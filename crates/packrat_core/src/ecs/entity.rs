//! # Entities
//!
//! An entity is an identifier plus per-kind bookkeeping: which component
//! kinds are present, and the identifier of each present instance. The
//! payloads themselves live in the per-kind packed storages; the entity
//! record is pure composition state.

use super::component::{Kind, MAX_KINDS};
use super::ident::Ident;
use super::storage::Record;

/// Per-entity composition record.
///
/// Owned by the store's entity storage; external code refers to entities
/// by identifier only. The default value is the invalid sentinel entity:
/// identifier 0, no kinds present.
#[derive(Clone, Copy, Debug, Default)]
pub struct Entity {
    id: Ident,
    present: [bool; MAX_KINDS],
    components: [Ident; MAX_KINDS],
}

impl Entity {
    /// The entity's identifier.
    #[inline]
    #[must_use]
    pub const fn id(&self) -> Ident {
        self.id
    }

    /// Checks whether this record names a live entity rather than the
    /// sentinel.
    #[inline]
    #[must_use]
    pub const fn is_valid(&self) -> bool {
        self.id.is_valid()
    }

    /// O(1) presence check for a component kind.
    #[inline]
    #[must_use]
    pub const fn has_kind(&self, kind: Kind) -> bool {
        self.present[kind.index()]
    }

    /// Identifier of the present component of `kind`, or `Ident::INVALID`
    /// when the kind is absent.
    #[inline]
    #[must_use]
    pub const fn component_id(&self, kind: Kind) -> Ident {
        self.components[kind.index()]
    }

    /// Records a component attachment. Store-internal.
    pub(crate) fn set_kind(&mut self, kind: Kind, component: Ident) {
        self.present[kind.index()] = true;
        self.components[kind.index()] = component;
    }

    /// Clears a component attachment. Store-internal.
    pub(crate) fn clear_kind(&mut self, kind: Kind) {
        self.present[kind.index()] = false;
        self.components[kind.index()] = Ident::INVALID;
    }

    /// Resets the record to the sentinel state. Store-internal, used on
    /// entity teardown.
    pub(crate) fn clear(&mut self) {
        self.id = Ident::INVALID;
        self.present = [false; MAX_KINDS];
        self.components = [Ident::INVALID; MAX_KINDS];
    }
}

impl Record for Entity {
    fn id(&self) -> Ident {
        self.id
    }

    fn bind_id(&mut self, id: Ident) {
        self.id = id;
    }
}

#[cfg(test)]
mod tests {
    use super::*;

    #[test]
    fn test_default_is_sentinel() {
        let entity = Entity::default();
        assert!(!entity.is_valid());
        assert_eq!(entity.id(), Ident::INVALID);
        for i in 0..MAX_KINDS {
            let kind = Kind::new(i as u8);
            assert!(!entity.has_kind(kind));
            assert!(entity.component_id(kind).is_none());
        }
    }

    #[test]
    fn test_kind_bookkeeping() {
        let mut entity = Entity::default();
        let kind = Kind::new(2);
        let component = Ident::new(9, 1);

        entity.set_kind(kind, component);
        assert!(entity.has_kind(kind));
        assert_eq!(entity.component_id(kind), component);
        assert!(!entity.has_kind(Kind::new(3)));

        entity.clear_kind(kind);
        assert!(!entity.has_kind(kind));
        assert!(entity.component_id(kind).is_none());
    }

    #[test]
    fn test_clear_resets_everything() {
        let mut entity = Entity::default();
        entity.bind_id(Ident::new(4, 0));
        entity.set_kind(Kind::new(0), Ident::new(1, 0));
        entity.clear();
        assert!(!entity.is_valid());
        assert!(!entity.has_kind(Kind::new(0)));
    }
}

Activity: A verbatim version of the complete listing above is to be returned.

Response:
filename crates/packrat_core/src/ecs/entity.rs
//! # Entities
//!
//! An entity is an identifier plus per-kind bookkeeping: which component
//! kinds are present, and the identifier of each present instance. The
//! payloads themselves live in the per-kind packed storages; the entity
//! record is pure composition state.

use super::component::{Kind, MAX_KINDS};
use super::ident::Ident;
use super::storage::Record;

/// Per-entity composition record.
///
/// Owned by the store's entity storage; external code refers to entities
/// by identifier only. The default value is the invalid sentinel entity:
/// identifier 0, no kinds present.
#[derive(Clone, Copy, Debug, Default)]
pub struct Entity {
    id: Ident,
    present: [bool; MAX_KINDS],
    components: [Ident; MAX_KINDS],
}

impl Entity {
    /// The entity's identifier.
    #[inline]
    #[must_use]
    pub const fn id(&self) -> Ident {
        self.id
    }

    /// Checks whether this record names a live entity rather than the
    /// sentinel.
    #[inline]
    #[must_use]
    pub const fn is_valid(&self) -> bool {
        self.id.is_valid()
    }

    /// O(1) presence check for a component kind.
    #[inline]
    #[must_use]
    pub const fn has_kind(&self, kind: Kind) -> bool {
        self.present[kind.index()]
    }

    /// Identifier of the present component of `kind`, or `Ident::INVALID`
    /// when the kind is absent.
    #[inline]
    #[must_use]
    pub const fn component_id(&self, kind: Kind) -> Ident {
        self.components[kind.index()]
    }

    /// Records a component attachment. Store-internal.
    pub(crate) fn set_kind(&mut self, kind: Kind, component: Ident) {
        self.present[kind.index()] = true;
        self.components[kind.index()] = component;
    }

    /// Clears a component attachment. Store-internal.
    pub(crate) fn clear_kind(&mut self, kind: Kind) {
        self.present[kind.index()] = false;
        self.components[kind.index()] = Ident::INVALID;
    }

    /// Resets the record to the sentinel state. Store-internal, used on
    /// entity teardown.
    pub(crate) fn clear(&mut self) {
        self.id = Ident::INVALID;
        self.present = [false; MAX_KINDS];
        self.components = [Ident::INVALID; MAX_KINDS];
    }
}

impl Record for Entity {
    fn id(&self) -> Ident {
        self.id
    }

    fn bind_id(&mut self, id: Ident) {
        self.id = id;
    }
}

#[cfg(test)]
mod tests {
    use super::*;

    #[test]
    fn test_default_is_sentinel() {
        let entity = Entity::default();
        assert!(!entity.is_valid());
        assert_eq!(entity.id(), Ident::INVALID);
        for i in 0..MAX_KINDS {
            let kind = Kind::new(i as u8);
            assert!(!entity.has_kind(kind));
            assert!(entity.component_id(kind).is_none());
        }
    }

    #[test]
    fn test_kind_bookkeeping() {
        let mut entity = Entity::default();
        let kind = Kind::new(2);
        let component = Ident::new(9, 1);

        entity.set_kind(kind, component);
        assert!(entity.has_kind(kind));
        assert_eq!(entity.component_id(kind), component);
        assert!(!entity.has_kind(Kind::new(3)));

        entity.clear_kind(kind);
        assert!(!entity.has_kind(kind));
        assert!(entity.component_id(kind).is_none());
    }

    #[test]
    fn test_clear_resets_everything() {
        let mut entity = Entity::default();
        entity.bind_id(Ident::new(4, 0));
        entity.set_kind(Kind::new(0), Ident::new(1, 0));
        entity.clear();
        assert!(!entity.is_valid());
        assert!(!entity.has_kind(Kind::new(0)));
    }
}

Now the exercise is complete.